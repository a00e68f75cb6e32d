//! Connection failures and operation notices

mod common;

use std::sync::Arc;
use std::time::Duration;

use common::{recording_notifier, settings, workspace_with, FakeTransport};
use sshsync::{EngineOptions, Level, SyncContext, SyncError, TransportError};

fn context(root: &std::path::Path, transport: &FakeTransport, options: EngineOptions) -> SyncContext {
	SyncContext::new(Some(root.to_path_buf()), Arc::new(transport.clone()), options)
}

#[tokio::test]
async fn test_connect_failure_aborts_batch() {
	let dir = workspace_with(&settings("/srv/app", &["a.txt", "src/"]));
	let transport = FakeTransport::new().refusing_connect();
	let (seen, notifier) = recording_notifier();
	let mut ctx = context(dir.path(), &transport, EngineOptions::default()).with_notifier(notifier);

	let err = ctx.push().await.unwrap_err();
	assert!(matches!(err, SyncError::Connect(_)));
	assert!(err.to_string().contains("dev.example.com"));
	assert!(transport.transfer_calls().is_empty());

	let seen = seen.lock().unwrap();
	assert_eq!(seen.len(), 1);
	assert_eq!(seen[0].level, Level::Error);
}

#[tokio::test]
async fn test_connect_timeout() {
	let dir = workspace_with(&settings("/srv/app", &["a.txt"]));
	let transport = FakeTransport::new();
	transport.state.lock().unwrap().connect_delay = Some(Duration::from_secs(5));
	let options = EngineOptions { connect_timeout_secs: 1, ..EngineOptions::default() };
	let mut ctx = context(dir.path(), &transport, options);

	match ctx.pull().await {
		Err(SyncError::Connect(e)) => {
			assert!(matches!(e.cause, TransportError::Timeout { secs: 1 }))
		}
		other => panic!("Expected a connect timeout, got {:?}", other),
	}
	assert!(transport.transfer_calls().is_empty());
}

#[tokio::test]
async fn test_empty_host_never_reaches_transport() {
	let mut blank = settings("/srv/app", &["a.txt"]);
	blank.host = String::new();
	let dir = workspace_with(&blank);
	let transport = FakeTransport::new();
	let mut ctx = context(dir.path(), &transport, EngineOptions::default());

	assert!(matches!(ctx.push().await, Err(SyncError::Connect(_))));
	assert!(transport.calls().is_empty());
}

#[tokio::test]
async fn test_one_notice_per_operation() {
	let dir = workspace_with(&settings("/srv/app", &["a.txt", "b.txt"]));
	let transport = FakeTransport::new().failing_on("/srv/app/b.txt");
	let (seen, notifier) = recording_notifier();
	let mut ctx = context(dir.path(), &transport, EngineOptions::default()).with_notifier(notifier);

	let summary = ctx.push().await.unwrap();
	assert_eq!(summary.succeeded, 1);
	assert_eq!(summary.failed.len(), 1);
	{
		let seen = seen.lock().unwrap();
		assert_eq!(seen.len(), 1);
		assert_eq!(seen[0].level, Level::Error);
		assert_eq!(seen[0].message, "Pushed 1 item(s), 1 failed");
	}

	transport.state.lock().unwrap().failing.clear();
	ctx.pull().await.unwrap();
	let seen = seen.lock().unwrap();
	assert_eq!(seen.len(), 2);
	assert_eq!(seen[1].level, Level::Info);
	assert_eq!(seen[1].message, "Pulled 2 item(s)");
}

#[tokio::test]
async fn test_first_run_is_informational() {
	let dir = tempfile::TempDir::new().unwrap();
	let transport = FakeTransport::new();
	let (seen, notifier) = recording_notifier();
	let mut ctx = context(dir.path(), &transport, EngineOptions::default()).with_notifier(notifier);

	match ctx.push().await {
		Err(SyncError::Config(e)) => assert!(e.is_first_run()),
		other => panic!("Expected first-run config error, got {:?}", other),
	}
	assert!(transport.calls().is_empty());

	let seen = seen.lock().unwrap();
	assert_eq!(seen.len(), 1);
	assert_eq!(seen[0].level, Level::Info);
}

#[tokio::test]
async fn test_session_is_closed_after_batch() {
	let dir = workspace_with(&settings("/srv/app", &["a.txt"]));
	let transport = FakeTransport::new();
	let mut ctx = context(dir.path(), &transport, EngineOptions::default());

	ctx.push().await.unwrap();
	let calls = transport.calls();
	assert!(matches!(calls.first(), Some(common::Call::Connect(_))));
	assert!(matches!(calls.last(), Some(common::Call::Close)));
}

// vim: ts=4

------------------------------------------------------------------------

◆ TASK STATEMENT ◆
Set down, unchanged, only those lines above that fall between the line with "options: EngineOptions) ->" and the line with "let transport = FakeTransport::new().refusing_connect();", the two end lines included.

◆ RESPONSE TO THE EXERCISE ◆
fn context(root: &std::path::Path, transport: &FakeTransport, options: EngineOptions) -> SyncContext {
	SyncContext::new(Some(root.to_path_buf()), Arc::new(transport.clone()), options)
}

#[tokio::test]
async fn test_connect_failure_aborts_batch() {
	let dir = workspace_with(&settings("/srv/app", &["a.txt", "src/"]));
	let transport = FakeTransport::new().refusing_connect();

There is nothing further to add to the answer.